Found a very useful hack to the board. You can now send a PM from a popup window from within threads to the person(s) you want.


----------



## turmeric (Dec 22, 2008)

How does it work?


----------



## Semper Fidelis (Dec 22, 2008)

Click on my name, send me a PM, and you'll see.


----------



## fredtgreco (Dec 22, 2008)

That is great. It is very useful.


----------



## Zeno333 (Dec 22, 2008)

Finally, a useful "popup" 

I also admire how this site erases all cookies when one logs off....I have never encountered any other web site at all that said that it did that. Impressive.


----------



## nicnap (Dec 22, 2008)

That is great...I am not the most technologically advanced person, so I must ask, Rich, what do you mean that you found a useful hack? I thought a hack was a bad thing.


----------



## Herald (Dec 22, 2008)

I'm a hack on the golf course. But I digress.


----------



## Zeno333 (Dec 22, 2008)

Joshua said:


> nicnap said:
> 
> 
> > That is great...I am not the most technologically advanced person, so I must ask, Rich, what do you mean that you found a useful hack? I thought a hack was a bad thing.
> ...



Yes, a hack in general is any changing of computer code to bring out a new function...(it can have good or bad intentions of course).


----------



## TsonMariytho (Dec 22, 2008)

nicnap said:


> That is great...I am not the most technologically advanced person, so I must ask, Rich, what do you mean that you found a useful hack? I thought a hack was a bad thing.



In computer programming, you distinguish between elegant solutions done by the book, and "hacks" that get the job done, even if your old CS prof wouldn't necessarily approve of them.

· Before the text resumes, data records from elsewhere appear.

//! Terminal settings, persisted as an INI file.
//!
//! ```ini
//! [serial]
//! port_name=COM3
//! baud_rate=9600
//! data_bits=8
//! parity=None
//! stop_bits=One
//! ...
//!
//! [frame]
//! hex_case=lower
//! advance=full-frame
//! checks=checksum,markers
//! ```

use std::{fmt, fs, io, path::Path, str::FromStr, time::Duration};

use log::debug;
use serde::{Deserialize, Serialize};
use thiserror::Error;
use vend_protocol::{FrameChecks, HexCase, ScanAdvance};

#[derive(Debug, Clone, Copy, Default, Eq, PartialEq, Hash)]
pub enum Parity {
    #[default]
    None,
    Odd,
    Even,
    Mark,
    Space,
}

impl Parity {
    pub const ALL: [Parity; 5] = [
        Parity::None,
        Parity::Odd,
        Parity::Even,
        Parity::Mark,
        Parity::Space,
    ];

    pub fn name(&self) -> &'static str {
        match self {
            Parity::None => "None",
            Parity::Odd => "Odd",
            Parity::Even => "Even",
            Parity::Mark => "Mark",
            Parity::Space => "Space",
        }
    }
}

#[derive(Debug, Clone, Copy, Default, Eq, PartialEq, Hash)]
pub enum StopBits {
    None,
    #[default]
    One,
    OnePointFive,
    Two,
}

impl StopBits {
    pub const ALL: [StopBits; 4] = [
        StopBits::None,
        StopBits::One,
        StopBits::OnePointFive,
        StopBits::Two,
    ];

    pub fn name(&self) -> &'static str {
        match self {
            StopBits::None => "None",
            StopBits::One => "One",
            StopBits::OnePointFive => "OnePointFive",
            StopBits::Two => "Two",
        }
    }
}

macro_rules! named_setting {
    ($ty:ty, $option:literal) => {
        impl fmt::Display for $ty {
            fn fmt(&self, f: &mut fmt::Formatter<'_>) -> fmt::Result {
                f.write_str(self.name())
            }
        }

        impl FromStr for $ty {
            type Err = SettingsError;

            fn from_str(s: &str) -> Result<Self, Self::Err> {
                Self::ALL
                    .into_iter()
                    .find(|value| value.name().eq_ignore_ascii_case(s.trim()))
                    .ok_or_else(|| SettingsError::InvalidValue {
                        key: $option,
                        value: s.to_string(),
                    })
            }
        }
    };
}

named_setting!(Parity, "parity");
named_setting!(StopBits, "stop_bits");

/// Baud rates offered by the terminal's port menu.
pub const BAUD_RATES: [u32; 8] = [1200, 2400, 4800, 9600, 19200, 38400, 57600, 115200];

/// How the serial port is opened.
#[derive(Debug, Clone, PartialEq, Eq, Serialize, Deserialize)]
#[serde(default)]
pub struct SerialSettings {
    /// Empty when no port has been chosen yet.
    pub port_name: String,
    pub baud_rate: u32,
    pub data_bits: u8,
    #[serde(with = "by_name")]
    pub parity: Parity,
    #[serde(with = "by_name")]
    pub stop_bits: StopBits,
    /// Discard anything already buffered when the port is opened.
    #[serde(with = "by_name")]
    pub clear_on_open: bool,
    /// Clear the terminal log whenever DTR is switched on.
    #[serde(with = "by_name")]
    pub clear_with_dtr: bool,
    /// Assert DTR after opening.
    #[serde(with = "by_name")]
    pub dtr: bool,
    /// Assert RTS after opening.
    #[serde(with = "by_name")]
    pub rts: bool,
    pub timeout_ms: u64,
}

impl SerialSettings {
    pub fn timeout(&self) -> Duration {
        Duration::from_millis(self.timeout_ms)
    }

    /// Whether switching DTR to `level` should clear the terminal log.
    pub fn clears_log_on_dtr(&self, level: bool) -> bool {
        self.clear_with_dtr && level
    }

    /// Checks the numeric settings for values no port accepts.
    pub fn validate(&self) -> Result<(), SettingsError> {
        if self.baud_rate == 0 {
            return Err(SettingsError::InvalidValue {
                key: "baud_rate",
                value: self.baud_rate.to_string(),
            });
        }
        if !(5..=9).contains(&self.data_bits) {
            return Err(SettingsError::InvalidValue {
                key: "data_bits",
                value: self.data_bits.to_string(),
            });
        }
        Ok(())
    }
}

impl Default for SerialSettings {
    fn default() -> Self {
        Self {
            port_name: String::new(),
            baud_rate: 9600,
            data_bits: 8,
            parity: Parity::None,
            stop_bits: StopBits::One,
            clear_on_open: false,
            clear_with_dtr: false,
            dtr: true,
            rts: true,
            timeout_ms: 500,
        }
    }
}

/// How frames are written, cut out of captures and checked on receive.
#[derive(Debug, Clone, Copy, Default, PartialEq, Eq, Serialize, Deserialize)]
#[serde(default)]
pub struct FrameOptions {
    #[serde(with = "by_name")]
    pub hex_case: HexCase,
    #[serde(with = "by_name")]
    pub advance: ScanAdvance,
    #[serde(with = "by_name")]
    pub checks: FrameChecks,
}

/// Everything the terminal remembers between runs.
#[derive(Debug, Clone, Default, PartialEq, Eq, Serialize, Deserialize)]
#[serde(default)]
pub struct Settings {
    pub serial: SerialSettings,
    pub frame: FrameOptions,
}

impl Settings {
    /// Loads settings from `path`, falling back to defaults if the file does not exist.
    pub fn load(path: impl AsRef<Path>) -> Result<Self, SettingsError> {
        let path = path.as_ref();

        match fs::read_to_string(path) {
            Ok(text) => Self::from_ini_str(&text),
            Err(e) if e.kind() == io::ErrorKind::NotFound => {
                debug!("No settings at {}, using defaults", path.display());
                Ok(Self::default())
            }
            Err(e) => Err(e.into()),
        }
    }

    pub fn save(&self, path: impl AsRef<Path>) -> Result<(), SettingsError> {
        fs::write(path, self.to_ini_string()?)?;
        Ok(())
    }

    pub fn from_ini_str(text: &str) -> Result<Self, SettingsError> {
        let settings: Self = serde_ini::from_str(text)?;
        settings.serial.validate()?;
        Ok(settings)
    }

    pub fn to_ini_string(&self) -> Result<String, SettingsError> {
        Ok(serde_ini::to_string(self)?)
    }
}

#[derive(Error, Debug)]
pub enum SettingsError {
    #[error("IO Error: {0}")]
    IoError(#[from] io::Error),

    #[error("Could not read settings: {0}")]
    Parse(#[from] serde_ini::de::Error),

    #[error("Could not write settings: {0}")]
    Write(#[from] serde_ini::ser::Error),

    #[error("Invalid value {value:?} for setting {key}")]
    InvalidValue { key: &'static str, value: String },
}

/// Stores a value by its display name.
mod by_name {
    use std::{fmt::Display, str::FromStr};

    use serde::{de, Deserialize, Deserializer, Serializer};

    pub fn serialize<T: Display, S: Serializer>(value: &T, serializer: S) -> Result<S::Ok, S::Error> {
        serializer.collect_str(value)
    }

    pub fn deserialize<'de, T, D>(deserializer: D) -> Result<T, D::Error>
    where
        T: FromStr,
        T::Err: Display,
        D: Deserializer<'de>,
    {
        let name = String::deserialize(deserializer)?;
        name.parse().map_err(de::Error::custom)
    }
}

#[cfg(test)]
mod tests {
    use super::*;

    #[test]
    fn defaults_match_the_machine_port() {
        let settings = SerialSettings::default();

        assert_eq!(settings.baud_rate, 9600);
        assert_eq!(settings.data_bits, 8);
        assert_eq!(settings.parity, Parity::None);
        assert_eq!(settings.stop_bits, StopBits::One);
        assert!(settings.dtr && settings.rts);
        assert!(BAUD_RATES.contains(&settings.baud_rate));
    }

    #[test]
    fn names() {
        assert_eq!("even".parse::<Parity>().unwrap(), Parity::Even);
        assert_eq!(StopBits::OnePointFive.to_string(), "OnePointFive");
        assert!(matches!(
            "1.5".parse::<StopBits>(),
            Err(SettingsError::InvalidValue { key: "stop_bits", .. })
        ));
    }

    #[test]
    fn ini_round_trip() {
        let settings = Settings {
            serial: SerialSettings {
                port_name: "COM3".to_string(),
                baud_rate: 19200,
                parity: Parity::Even,
                stop_bits: StopBits::Two,
                clear_on_open: true,
                ..Default::default()
            },
            frame: FrameOptions {
                hex_case: HexCase::Upper,
                advance: ScanAdvance::LengthField,
                checks: FrameChecks::CHECKSUM | FrameChecks::MARKERS,
            },
        };

        let text = settings.to_ini_string().unwrap();
        assert!(text.contains("parity=Even"));
        assert!(text.contains("checks=checksum,markers"));
        assert_eq!(Settings::from_ini_str(&text).unwrap(), settings);
    }

    #[test]
    fn flags_are_words() {
        let text = Settings::default().to_ini_string().unwrap();
        assert!(text.contains("dtr=true"));
        assert!(text.contains("clear_on_open=false"));

        let settings =
            Settings::from_ini_str("[serial]\ndtr=false\nrts=false\nclear_with_dtr=true\n").unwrap();
        assert!(!settings.serial.dtr);
        assert!(!settings.serial.rts);
        assert!(settings.serial.clear_with_dtr);

        assert!(matches!(
            Settings::from_ini_str("[serial]\ndtr=maybe\n"),
            Err(SettingsError::Parse(_))
        ));
    }

    #[test]
    fn dtr_clears_log_when_enabled() {
        let mut settings = SerialSettings::default();
        assert!(!settings.clears_log_on_dtr(true));

        settings.clear_with_dtr = true;
        assert!(settings.clears_log_on_dtr(true));
        assert!(!settings.clears_log_on_dtr(false));
    }

    #[test]
    fn missing_keys_use_defaults() {
        let settings = Settings::from_ini_str("[serial]\nport_name=COM7\n").unwrap();

        assert_eq!(settings.serial.port_name, "COM7");
        assert_eq!(settings.serial.baud_rate, 9600);
        assert_eq!(settings.frame, FrameOptions::default());
    }

    #[test]
    fn rejects_bad_values() {
        assert!(matches!(
            Settings::from_ini_str("[serial]\nparity=Sometimes\n"),
            Err(SettingsError::Parse(_))
        ));
        assert!(matches!(
            Settings::from_ini_str("[serial]\ndata_bits=12\n"),
            Err(SettingsError::InvalidValue { key: "data_bits", .. })
        ));
    }

    #[test]
    fn load_and_save() {
        let path = std::env::temp_dir().join(format!(
            "vend-serial-settings-{}.ini",
            std::process::id()
        ));
        let _ = fs::remove_file(&path);

        assert_eq!(Settings::load(&path).unwrap(), Settings::default());

        let mut settings = Settings::default();
        settings.serial.port_name = "/dev/ttyUSB0".to_string();
        settings.save(&path).unwrap();
        assert_eq!(Settings::load(&path).unwrap(), settings);

        fs::remove_file(&path).unwrap();
    }
}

The term "hacker" has been appropriated by the white hat crowd, and while it often connotes some level of mischievousness, often means creativity rather than illegal computer access or reverse engineering.


----------



## Jimmy the Greek (Dec 22, 2008)

Thanks. Nice new feature. It is encouraging to see you Admins looking for ways to improve the PB.


----------



## fredtgreco (Dec 26, 2008)

Is anyone else getting a default popup PM box that requires a scroll down to hit the Send button?


----------



## panta dokimazete (Dec 26, 2008)

yes


----------



## fredtgreco (Dec 26, 2008)

OK, then maybe Rich can change the default size of the popup? or the size of the text box?


----------



## panta dokimazete (Dec 26, 2008)

yeah - thinking he could reduce the textbox by about 200px - like the quick-reply box.

-----Added 12/26/2008 at 11:26:40 EST-----

could even kill all the smileys...


----------



## Semper Fidelis (Dec 28, 2008)

fredtgreco said:


> OK, then maybe Rich can change the default size of the popup? or the size of the text box?



How now, brown cow?


----------



## PresbyDane (Dec 28, 2008)

Thanks


----------



## fredtgreco (Dec 28, 2008)

Semper Fidelis said:


> fredtgreco said:
> 
> 
> > OK, then maybe Rich can change the default size of the popup? or the size of the text box?
> ...



Excellent!


----------



## Southern Presbyterian (Dec 28, 2008)

This is way cool, Rich. Now it's _almost_ impossible for me to miss PMs.


----------



## fredtgreco (Dec 28, 2008)

Truly, most

excellent!


----------



## panta dokimazete (Dec 28, 2008)

as I PM'd - sweet!


----------